Неутешительным оказался и визит к новому пастору, что теперь ведал духовными делами в Море.

- Монах? Да еще и доминиканец? Почти четыре года назад? – Священник развел руками. – Мы даже не знаем его имени. Где искать вашего сына ума не приложу. Почти все католические монастыри в Швеции закрыты. Он мог увезти его куда угодно! Написать в Стокгольм? О чем? – Пастор с сожалением смотрел на искалеченную женщину с мольбой в глазах взиравшую на него. Он искренне сочувствовал ей, тем более она была одной из тех прихожанок, что чаще всех посещали храм. Он видел ее и вне службы, стоявшую долгими часами на коленях или даже лежащую ниц перед распятием Спасителя. Но чем он мог ей помочь? – Хорошо, я попробую что-нибудь разузнать для вас. Я напишу в Стокгольм. – Сказал ей, чтобы как-то ободрить, но скорее для очистки собственной совести, понимая, что писать никому он не будет. – Напомните мне где-нибудь через полгода.
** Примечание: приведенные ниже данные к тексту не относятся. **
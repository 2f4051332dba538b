//! Execution Engine Unit Tests.
//!
//! Verifies the effect of a single step, the program counter boundary at the
//! last address, and the Running-to-Idle transition at the end of memory.

use alusim_core::Cpu;
use alusim_core::common::LAST_ADDRESS;
use alusim_core::core::EngineState;
use alusim_core::core::units::alu::Alu;
use alusim_core::isa::{Instruction, Opcode, encode};
use pretty_assertions::assert_eq;
use proptest::prelude::*;

use crate::common::harness::{cpu_with_program, cpu_with_registers, init_logging, step_n};

const SUM_PROGRAM: &str = "\
.orig 0x02
add $1, $2, $3
sub $0, $1, $1
";

#[test]
fn assembled_program_runs_from_reset() {
    init_logging();
    let mut cpu = cpu_with_program(SUM_PROGRAM, &[(2, 7), (3, 5)]);
    assert_eq!(cpu.read_memory(2), 0x1B);
    assert_eq!(cpu.read_memory(3), 0x45);

    // Addresses 0 and 1 hold zero, which decodes to `add $0, $0, $0`.
    step_n(&mut cpu, 4);

    assert_eq!(cpu.registers(), &[0, 12, 7, 5]);
    assert_eq!(cpu.pc(), 4);
    assert_eq!(cpu.history().len(), 4);
}

#[test]
fn step_reports_what_it_did() {
    let mut cpu = cpu_with_registers(&[(2, 200), (3, 100)]);
    let raw = encode(&Instruction::new(Opcode::Add, 1, 2, 3));
    cpu.write_byte(0, raw).unwrap();

    let info = cpu.step();

    assert_eq!(info.pc, 0);
    assert_eq!(info.raw, raw);
    assert_eq!(info.instruction.opcode, Opcode::Add);
    assert_eq!(info.result, 44);
    assert!(!info.at_end);
    assert_eq!(cpu.pc(), 1);
}

#[test]
fn step_records_pre_image() {
    let mut cpu = cpu_with_registers(&[(1, 99), (2, 3), (3, 4)]);
    cpu.write_byte(0x10, encode(&Instruction::new(Opcode::Or, 1, 2, 3)))
        .unwrap();
    step_n(&mut cpu, 0x10);
    let before = cpu.history().len();

    let _ = cpu.step();

    let entry = *cpu.history().last().unwrap();
    assert_eq!(cpu.history().len(), before + 1);
    assert_eq!(entry.pc, 0x10);
    assert_eq!(entry.register_index, 1);
    assert_eq!(entry.previous_register_value, 99);
    assert_eq!(entry.memory, None);
    assert_eq!(cpu.register(1), Ok(7));
}

#[test]
fn destination_may_alias_a_source() {
    let mut cpu = cpu_with_registers(&[(1, 6)]);
    cpu.write_byte(0, encode(&Instruction::new(Opcode::Sub, 1, 1, 1)))
        .unwrap();
    let _ = cpu.step();
    assert_eq!(cpu.register(1), Ok(0));
    assert_eq!(cpu.history().last().unwrap().previous_register_value, 6);
}

#[test]
fn pc_holds_at_last_address() {
    let mut cpu = Cpu::default();
    step_n(&mut cpu, usize::from(LAST_ADDRESS));
    assert_eq!(cpu.pc(), LAST_ADDRESS);

    let info = cpu.step();
    assert!(info.at_end);
    assert_eq!(info.pc, LAST_ADDRESS);
    assert_eq!(cpu.pc(), LAST_ADDRESS);

    // Stepping again re-executes the last cell.
    let _ = cpu.step();
    assert_eq!(cpu.pc(), LAST_ADDRESS);
    assert_eq!(cpu.history().len(), 257);
}

#[test]
fn end_of_memory_stops_a_run() {
    let mut cpu = Cpu::default();
    step_n(&mut cpu, usize::from(LAST_ADDRESS));
    cpu.set_running(true);
    assert_eq!(cpu.state(), EngineState::Running);

    let info = cpu.step();

    assert!(info.at_end);
    assert_eq!(cpu.state(), EngineState::Idle);
    assert!(!cpu.snapshot().running);
}

#[test]
fn step_while_running_stays_running_before_the_end() {
    let mut cpu = Cpu::default();
    cpu.set_running(true);
    let _ = cpu.step();
    assert!(cpu.is_running());
    assert_eq!(cpu.pc(), 1);
}

#[test]
fn snapshot_copies_state() {
    let mut cpu = cpu_with_program(SUM_PROGRAM, &[(2, 1)]);
    let _ = cpu.step();
    let snap = cpu.snapshot();
    assert_eq!(snap.registers, cpu.registers().to_vec());
    assert_eq!(snap.memory.len(), 256);
    assert_eq!(snap.memory[2], 0x1B);
    assert_eq!(snap.pc, 1);
    assert!(!snap.running);
}

proptest! {
    #[test]
    fn step_applies_opcode(op in 0u8..4, a in any::<u8>(), b in any::<u8>()) {
        let opcode = Opcode::from_bits(op);
        let mut cpu = cpu_with_registers(&[(2, a), (3, b)]);
        cpu.write_byte(0, encode(&Instruction::new(opcode, 1, 2, 3))).unwrap();

        let _ = cpu.step();

        prop_assert_eq!(cpu.register(1).unwrap(), Alu::execute(opcode, a, b));
        prop_assert_eq!(cpu.register(2).unwrap(), a);
        prop_assert_eq!(cpu.register(3).unwrap(), b);
        prop_assert_eq!(cpu.pc(), 1);
    }
}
Чтобы хоть как-то оправдать свое вынужденное пребывание в доме аптекаря, Илва старалась по мере своих сил и возможностей трудиться, буквально с первых же дней, как начала более-менее твердо держаться на ногах, ибо любое жилище требует женских рук и ухода, а рассчитывать на служанку в обезлюдевшей Море было бесполезно, и все заботы долгие месяцы лежали лишь на одной жене старика. По началу Илве это удавалось с величайшей тягостью из-за общей слабости и физических недугов, но она, превозмогая немочи, ощущала искреннее и горячее желание хоть как-то отблагодарить своих спасителей. Ежедневная уборка, мытье полов, особенно в торговом зале и в помещении, где аптекарь принимал больных, починка, стирка, катание, отбелка (при необходимости) одежды и белья, и еще сотни женских домашних мелочей постепенно распределялись между Илвой и женой аптекаря. От отчуждения, что проявляла последняя при появлении в их доме раненой женщины, в связи с предшествующей этому неблаговидной историей, не осталось ни малейшего следа. К Агнес, ее теперь все так называли, старики относились, как к родной дочери. Так и жили – вечным трудом, да молитвами.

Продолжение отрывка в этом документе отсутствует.